The use of `toPandas` in PySpark can lead to performance and memory management issues.
PySpark is designed to handle large-scale data processing in a distributed manner, leveraging the power of cluster computing to efficiently manage and process big data. Calling `toPandas` collects all data from a Spark `DataFrame` into a Pandas `DataFrame` on a single machine. This can lead to memory issues and performance bottlenecks, especially with large datasets, which is contrary to the distributed nature of Spark.
For this reason, it is generally advisable to avoid using `toPandas` unless you are certain that the dataset is small enough to be handled comfortably by a single machine. Instead, consider using Spark's built-in functions and capabilities to perform data processing tasks in a distributed manner.
If the conversion to Pandas is necessary, ensure that the dataset size is manageable and that the conversion is justified by specific requirements, such as integration with libraries that require Pandas DataFrames.
=== Exceptions
This rule will not raise issues in the following context:
* When visualization is performed with other libraries such as `matplotlib`, `seaborn`, etc.

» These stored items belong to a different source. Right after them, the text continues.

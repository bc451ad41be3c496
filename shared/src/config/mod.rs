//! Configuration module with business-specific sub-modules
//!
//! - `auth` - Token signing and expiry configuration
//! - `environment` - Environment detection and logging configuration
//! - `server` - HTTP server configuration
//!
//! [`AppConfig::load`] layers the sources in increasing priority: built-in
//! defaults for the detected environment, an optional `config.<env>.toml`
//! file, `IG__`-prefixed environment variables (`IG__AUTH__JWT__SECRET`), and
//! finally the well-known variables `JWT_SECRET`, `JWT_ACCESS_TOKEN_EXPIRY`,
//! `SERVER_HOST` and `SERVER_PORT`.

pub mod auth;
pub mod environment;
pub mod server;

use config::{Config, ConfigError, File};
use serde::{Deserialize, Serialize};

pub use auth::{AuthConfig, JwtConfig};
pub use environment::{Environment, LogFormat, LoggingConfig};
pub use server::ServerConfig;

/// Prefix for structured environment overrides
const ENV_PREFIX: &str = "IG";

/// Complete application configuration combining all sub-configurations
#[derive(Debug, Clone, Deserialize, Serialize)]
pub struct AppConfig {
    /// Environment configuration
    pub environment: Environment,

    /// Server configuration
    pub server: ServerConfig,

    /// Authentication configuration
    pub auth: AuthConfig,

    /// Logging configuration
    #[serde(default)]
    pub logging: LoggingConfig,
}

impl Default for AppConfig {
    fn default() -> Self {
        Self::for_environment(Environment::default())
    }
}

impl AppConfig {
    /// Built-in defaults for the given environment
    pub fn for_environment(environment: Environment) -> Self {
        let server = match environment {
            Environment::Development => ServerConfig::default(),
            Environment::Staging | Environment::Production => ServerConfig::new("0.0.0.0", 8080),
        };

        Self {
            environment,
            server,
            auth: AuthConfig::default(),
            logging: LoggingConfig::for_environment(environment),
        }
    }

    /// Load configuration from defaults, optional file and environment
    ///
    /// A `.env` file in the working directory is read first when present.
    pub fn load() -> Result<Self, ConfigError> {
        dotenvy::dotenv().ok();
        let environment = Environment::from_env();
        Self::load_for(environment)
    }

    /// Load configuration for an explicit environment
    pub fn load_for(environment: Environment) -> Result<Self, ConfigError> {
        let defaults = Config::try_from(&Self::for_environment(environment))?;

        Config::builder()
            .add_source(defaults)
            .add_source(File::with_name(environment.config_file()).required(false))
            .add_source(
                config::Environment::with_prefix(ENV_PREFIX)
                    .separator("__")
                    .try_parsing(true),
            )
            .set_override_option("auth.jwt.secret", std::env::var("JWT_SECRET").ok())?
            .set_override_option(
                "auth.jwt.access_token_expiry",
                std::env::var("JWT_ACCESS_TOKEN_EXPIRY").ok(),
            )?
            .set_override_option("server.host", std::env::var("SERVER_HOST").ok())?
            .set_override_option("server.port", std::env::var("SERVER_PORT").ok())?
            .build()?
            .try_deserialize()
    }
}
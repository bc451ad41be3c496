//! Compact token codec: claims to `header.payload.signature` and back

use std::collections::HashSet;
use std::sync::Arc;

use jsonwebtoken::errors::ErrorKind;
use jsonwebtoken::{decode, encode, Header, Validation};
use thiserror::Error;

use crate::domain::entities::token::{Claims, Token};
use crate::errors::TokenError;

use super::clock::Clock;
use super::key_manager::SigningKey;

/// Why a token string did not decode to valid claims
///
/// The three outcomes stay distinct so internal callers can tell untrusted
/// garbage from forgery from a token that simply aged out.
#[derive(Error, Debug, Clone, PartialEq)]
pub enum DecodeFailure {
    /// Not structurally a three-segment token, or a segment is undecodable
    #[error("malformed token: {reason}")]
    MalformedInput { reason: &'static str },

    /// The recomputed signature differs from the supplied one
    #[error("signature mismatch")]
    SignatureMismatch,

    /// Correctly signed, but the clock is at or past `exp`
    #[error("token expired")]
    Expired { claims: Claims },
}

impl DecodeFailure {
    /// Stable label for logs and metrics
    pub fn kind(&self) -> &'static str {
        match self {
            DecodeFailure::MalformedInput { .. } => "malformed",
            DecodeFailure::SignatureMismatch => "signature_mismatch",
            DecodeFailure::Expired { .. } => "expired",
        }
    }
}

impl From<DecodeFailure> for TokenError {
    fn from(failure: DecodeFailure) -> Self {
        match failure {
            DecodeFailure::MalformedInput { .. } => TokenError::MalformedToken,
            DecodeFailure::SignatureMismatch => TokenError::BadSignature,
            DecodeFailure::Expired { .. } => TokenError::Expired,
        }
    }
}

/// Symmetric-key codec for compact signed tokens
#[derive(Debug, Clone)]
pub struct TokenCodec {
    key: SigningKey,
    header: Header,
    validation: Validation,
    clock: Arc<dyn Clock>,
}

impl TokenCodec {
    /// Creates a codec signing with `key` and judging expiry by `clock`
    pub fn new(key: SigningKey, clock: Arc<dyn Clock>) -> Self {
        let header = Header::new(key.algorithm());

        // Only the signature is checked by jsonwebtoken; expiry is compared
        // against the injected clock in `decode`.
        let mut validation = Validation::new(key.algorithm());
        validation.validate_exp = false;
        validation.validate_nbf = false;
        validation.validate_aud = false;
        validation.required_spec_claims = HashSet::new();
        validation.leeway = 0;

        Self {
            key,
            header,
            validation,
            clock,
        }
    }

    /// Signs the claims into a compact token
    ///
    /// # Errors
    ///
    /// `ConfigurationFault` if the key cannot produce a signature.
    pub fn encode(&self, claims: &Claims) -> Result<Token, TokenError> {
        encode(&self.header, claims, self.key.encoding_key())
            .map(Token::new)
            .map_err(|e| TokenError::configuration(format!("failed to sign token: {}", e)))
    }

    /// Verifies a compact token and returns its claims
    pub fn decode(&self, token: &str) -> Result<Claims, DecodeFailure> {
        check_structure(token)?;

        let claims = decode::<Claims>(token, self.key.decoding_key(), &self.validation)
            .map_err(classify)?
            .claims;

        if claims.sub.is_empty() {
            return Err(DecodeFailure::MalformedInput {
                reason: "empty subject",
            });
        }

        if claims.is_expired_at(self.clock.now()) {
            return Err(DecodeFailure::Expired { claims });
        }

        Ok(claims)
    }
}

fn check_structure(token: &str) -> Result<(), DecodeFailure> {
    if token.is_empty() {
        return Err(DecodeFailure::MalformedInput {
            reason: "empty token",
        });
    }

    let mut segments = 0;
    for segment in token.split(Token::SEPARATOR) {
        if segment.is_empty() {
            return Err(DecodeFailure::MalformedInput {
                reason: "empty segment",
            });
        }
        segments += 1;
    }

    if segments != 3 {
        return Err(DecodeFailure::MalformedInput {
            reason: "expected three segments",
        });
    }

    Ok(())
}

fn classify(error: jsonwebtoken::errors::Error) -> DecodeFailure {
    match error.kind() {
        // A header naming another algorithm cannot have been signed by this key.
        ErrorKind::InvalidSignature | ErrorKind::InvalidAlgorithm => {
            DecodeFailure::SignatureMismatch
        }
        ErrorKind::Base64(_) => DecodeFailure::MalformedInput {
            reason: "segment is not base64url",
        },
        ErrorKind::Json(_) | ErrorKind::Utf8(_) => DecodeFailure::MalformedInput {
            reason: "segment is not valid JSON",
        },
        _ => DecodeFailure::MalformedInput {
            reason: "token rejected by verifier",
        },
    }
}
//! Authentication token configuration

use serde::{Deserialize, Serialize};

/// Secret used when nothing else is configured; refused in production
pub const DEFAULT_DEV_SECRET: &str = "development-secret-please-change-in-production";

/// JWT signing configuration
///
/// `secret` is the raw HMAC secret, or a base64-encoded secret when prefixed
/// with `base64:`.
#[derive(Clone, Deserialize, Serialize)]
pub struct JwtConfig {
    /// Secret key for signing tokens
    pub secret: String,

    /// Access token expiry time in seconds
    pub access_token_expiry: i64,

    /// Algorithm for JWT signing (HS256, HS384 or HS512)
    #[serde(default = "default_algorithm")]
    pub algorithm: String,
}

impl std::fmt::Debug for JwtConfig {
    fn fmt(&self, f: &mut std::fmt::Formatter<'_>) -> std::fmt::Result {
        f.debug_struct("JwtConfig")
            .field("secret", &"<redacted>")
            .field("access_token_expiry", &self.access_token_expiry)
            .field("algorithm", &self.algorithm)
            .finish()
    }
}

impl Default for JwtConfig {
    fn default() -> Self {
        Self {
            secret: String::from(DEFAULT_DEV_SECRET),
            access_token_expiry: 3600, // 1 hour
            algorithm: default_algorithm(),
        }
    }
}

impl JwtConfig {
    /// Create a new JWT configuration with secret
    pub fn new(secret: impl Into<String>) -> Self {
        Self {
            secret: secret.into(),
            ..Default::default()
        }
    }

    /// Set access token expiry in minutes
    pub fn with_access_expiry_minutes(mut self, minutes: i64) -> Self {
        self.access_token_expiry = minutes * 60;
        self
    }

    /// Set the signing algorithm name
    pub fn with_algorithm(mut self, algorithm: impl Into<String>) -> Self {
        self.algorithm = algorithm.into();
        self
    }

    /// Check if using default secret (security warning)
    pub fn is_using_default_secret(&self) -> bool {
        self.secret == DEFAULT_DEV_SECRET
    }
}

/// Complete authentication configuration
#[derive(Debug, Clone, Default, Deserialize, Serialize)]
pub struct AuthConfig {
    /// JWT configuration
    pub jwt: JwtConfig,
}

fn default_algorithm() -> String {
    String::from("HS256")
}
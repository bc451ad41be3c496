//! Environment configuration module

use serde::{Deserialize, Serialize};
use std::env;

/// Application environment
#[derive(Debug, Clone, Copy, Default, PartialEq, Eq, Deserialize, Serialize)]
#[serde(rename_all = "lowercase")]
pub enum Environment {
    /// Development environment
    #[default]
    Development,
    /// Staging/test environment
    Staging,
    /// Production environment
    Production,
}

impl Environment {
    /// Check if running in production
    pub fn is_production(&self) -> bool {
        matches!(self, Environment::Production)
    }

    /// Check if running in development
    pub fn is_development(&self) -> bool {
        matches!(self, Environment::Development)
    }

    /// Get environment from ENV variable
    pub fn from_env() -> Self {
        env::var("ENVIRONMENT")
            .or_else(|_| env::var("ENV"))
            .or_else(|_| env::var("RUST_ENV"))
            .unwrap_or_else(|_| String::from("development"))
            .parse()
            .unwrap_or(Environment::Development)
    }

    /// Get the configuration file name for this environment
    pub fn config_file(&self) -> &'static str {
        match self {
            Environment::Development => "config.development.toml",
            Environment::Staging => "config.staging.toml",
            Environment::Production => "config.production.toml",
        }
    }
}

impl std::fmt::Display for Environment {
    fn fmt(&self, f: &mut std::fmt::Formatter<'_>) -> std::fmt::Result {
        match self {
            Environment::Development => write!(f, "development"),
            Environment::Staging => write!(f, "staging"),
            Environment::Production => write!(f, "production"),
        }
    }
}

impl std::str::FromStr for Environment {
    type Err = String;

    fn from_str(s: &str) -> Result<Self, Self::Err> {
        match s.to_lowercase().as_str() {
            "development" | "dev" => Ok(Environment::Development),
            "staging" | "stage" | "test" => Ok(Environment::Staging),
            "production" | "prod" => Ok(Environment::Production),
            _ => Err(format!("Invalid environment: {}", s)),
        }
    }
}

/// Logging configuration
#[derive(Debug, Clone, Deserialize, Serialize)]
pub struct LoggingConfig {
    /// Default filter directive (trace, debug, info, warn, error); `RUST_LOG` wins
    pub level: String,

    /// Log format (json, pretty, compact)
    #[serde(default = "default_log_format")]
    pub format: LogFormat,
}

impl Default for LoggingConfig {
    fn default() -> Self {
        Self {
            level: String::from("info"),
            format: default_log_format(),
        }
    }
}

impl LoggingConfig {
    /// Create logging config for environment
    pub fn for_environment(env: Environment) -> Self {
        match env {
            Environment::Development => Self {
                level: String::from("debug"),
                format: LogFormat::Pretty,
            },
            Environment::Staging => Self {
                level: String::from("info"),
                format: LogFormat::Json,
            },
            Environment::Production => Self {
                level: String::from("warn"),
                format: LogFormat::Json,
            },
        }
    }
}

/// Log format enumeration
#[derive(Debug, Clone, Copy, PartialEq, Eq, Deserialize, Serialize)]
#[serde(rename_all = "lowercase")]
pub enum LogFormat {
    Json,
    Pretty,
    Compact,
}

fn default_log_format() -> LogFormat {
    LogFormat::Pretty
}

* When the `DataFrame` is of a limited size (e.g. following a call to `limit` or an aggregation through `groupBy`)
* In tests
== How to fix it
To fix this issue, consider using PySpark built-in capabilities without relying on Pandas whenever possible.
=== Code examples
==== Noncompliant code example
[source,python,diff-id=1,diff-type=noncompliant]
----
# Converting a PySpark DataFrame to a Pandas DataFrame
df = spark.read.csv("my_data.csv")
pandas_df = df.toPandas() # Noncompliant: May cause memory issues with large datasets
filtered_df = df[df['id'] > 1]
print(filtered_df)
----
==== Compliant solution
[source,python,diff-id=1,diff-type=compliant]
----
from pyspark.sql.functions import col
# Using PySpark DataFrame operations
df = spark.read.csv("my_data.csv")
# Perform operations using PySpark's distributed capabilities
filtered_df = df.filter(col("id") > 1)
filtered_df.show()
----
== Resources
=== Documentation
* PySpark Documentation - https://spark.apache.org/docs/latest/api/python/reference/pyspark.sql/api/pyspark.sql.DataFrame.toPandas.html[pyspark.sql.DataFrame.toPandas]
ifdef::env-github,rspecator-view[]
'''
== Implementation Specification
(visible only on this page)
=== Message
Consider using PySpark's built-in capabilities instead of converting this `DataFrame` to Pandas.
endif::env-github,rspecator-view[]